## PROMPT
Count the lines of the data that have the word "auto", then report the number without anything else.

## EXERCISE INPUT

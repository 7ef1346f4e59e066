use caret_core::{MonoShaper, PieceTable, TextLayout, TextParams};
use criterion::{criterion_group, criterion_main, Criterion};
use rand::rngs::StdRng;
use rand::{Rng, SeedableRng};

fn large_document(lines: usize) -> String {
    (0..lines)
        .map(|i| format!("fn line_{i}() {{ let value = {i}; }}\n"))
        .collect()
}

fn bench_piece_table(c: &mut Criterion) {
    c.bench_function("insert_sequential_1k", |b| {
        b.iter(|| {
            let mut table = PieceTable::empty();
            for i in 0..1000 {
                table.insert(i, "x");
            }
            table
        })
    });

    c.bench_function("insert_random_1k", |b| {
        b.iter(|| {
            let mut rng = StdRng::seed_from_u64(1);
            let mut table = PieceTable::new(&large_document(100));
            for _ in 0..1000 {
                let at = rng.gen_range(0..=table.len());
                table.insert(at, "y");
            }
            table
        })
    });

    c.bench_function("undo_redo_500", |b| {
        let mut table = PieceTable::empty();
        for i in 0..500 {
            table.insert(i * 2, "ab");
        }
        b.iter(|| {
            while table.undo().is_some() {}
            while table.redo().is_some() {}
        })
    });
}

fn bench_layout(c: &mut Criterion) {
    let text = large_document(1000);
    let params = TextParams {
        px_per_em: 14.0,
        max_width: 560.0,
        ..TextParams::default()
    };

    c.bench_function("layout_1k_lines_wrapped", |b| {
        let mut layout = TextLayout::new();
        let mut shaper = MonoShaper::new();
        b.iter(|| layout.layout(&text, &mut shaper, &params))
    });

    c.bench_function("closest_to_rune_queries", |b| {
        let mut layout = TextLayout::new();
        let mut shaper = MonoShaper::new();
        layout.layout(&text, &mut shaper, &params);
        let total = layout.total_runes();
        b.iter(|| {
            let mut acc = 0usize;
            for i in (0..total).step_by(97) {
                acc += layout.closest_to_rune(i).line;
            }
            acc
        })
    });
}

criterion_group!(benches, bench_piece_table, bench_layout);
criterion_main!(benches);
//! caret-core — Headless Text Editing Kernel
//!
//! # Overview
//!
//! `caret-core` is the editing core of an interactive source-code editor:
//! it holds an editable document, shapes it into visual lines, maintains
//! caret and selection state across edits, and coordinates auto-completion
//! sessions. It draws nothing and owns no event loop; the host supplies a
//! shaper and delivers input events, and receives lines, regions, and
//! decorations to paint.
//!
//! # Core Features
//!
//! - **Piece-table storage**: append-only buffers, coalescing single-rune
//!   inserts, undo/redo via saved piece-range swaps
//! - **Paragraph layout**: soft wrapping, pixel tab stops, Bidi visual
//!   reordering, grapheme-aligned caret queries
//! - **View engine**: viewport/scrolling, sticky-column vertical motion,
//!   word navigation, selection region location
//! - **Editor dispatch**: pointer/key/IME/paste events, bracket/quote
//!   auto-pairing, indent rules, column-edit cursors
//! - **Completion sessions**: char/key triggers, prefix tracking,
//!   terminator handling, confirm-range merging
//!
//! # Architecture Layers
//!
//! ```text
//! ┌─────────────────────────────────────────────┐
//! │  Editor (events, modes, completion)         │  ← Public API
//! ├─────────────────────────────────────────────┤
//! │  TextView (viewport, caret, selection)      │  ← Caret Engine
//! ├─────────────────────────────────────────────┤
//! │  TextLayout (wrap, Bidi, queries)           │  ← Text Layout
//! ├─────────────────────────────────────────────┤
//! │  PieceTableReader (positional reads)        │  ← Document Source
//! ├─────────────────────────────────────────────┤
//! │  PieceTable (pieces, undo/redo)             │  ← Text Storage
//! └─────────────────────────────────────────────┘
//! ```
//!
//! # Quick Start
//!
//! ```rust
//! use caret_core::editor::Editor;
//! use caret_core::events::{EditEvent, InputEvent};
//!
//! let mut editor = Editor::with_text("hello\n");
//! editor.set_caret(5, 5);
//! editor.process_event(InputEvent::Edit(EditEvent::new(5, 5, ", world")));
//! assert_eq!(editor.text(), "hello, world\n");
//! ```
//!
//! # Concurrency
//!
//! The core is single-threaded and cooperative. All mutation happens on the
//! event-processing thread; no operation suspends, and event handlers must
//! return before the next event is delivered. The document source is shared
//! between the editor and the view through `Rc<RefCell<_>>`, which enforces
//! the no-edits-during-layout contract at runtime.

pub mod brackets;
pub mod completion;
pub mod decorations;
pub mod editor;
pub mod error;
pub mod events;
pub mod geom;
pub mod gutter;
pub mod layout;
pub mod line;
pub mod mode;
pub mod shaper;
pub mod snippet;
pub mod source;
pub mod storage;
pub mod view;
pub mod word;

pub use brackets::BracketQuotes;
pub use completion::{
    Candidate, Completion, CompletionContext, Completor, ConfirmAction, DocPosition, EditRange,
    KeyBinding, TextEdit, TextFormat, Trigger,
};
pub use decorations::{Color, Decoration, DecorationStore};
pub use editor::{Clipboard, Editor, EditorOptions};
pub use error::EditorError;
pub use events::{
    EditEvent, EditorEvent, InputEvent, Key, KeyEvent, Modifiers, PointerEvent, PointerKind,
};
pub use geom::{Point, Rect, Size};
pub use gutter::{
    GutterCell, GutterContext, GutterManager, GutterParagraph, GutterProvider, LineHighlight,
    LineNumbers,
};
pub use layout::{Alignment, CombinedPos, TextLayout, TextParams, WrapPolicy};
pub use line::{Line, Paragraph, Region};
pub use mode::{ColumnCursor, ColumnEditState, Mode};
pub use shaper::{Glyph, GlyphFlags, MonoShaper, Shaper};
pub use snippet::{SnippetContext, SnippetTemplate, TabStop};
pub use source::{LineInfo, PieceTableReader};
pub use storage::{CursorPos, Piece, PieceTable};
pub use view::{SelectionAction, SharedSource, TextView};
pub use word::DEFAULT_WORD_SEPARATORS;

## SOLUTION
2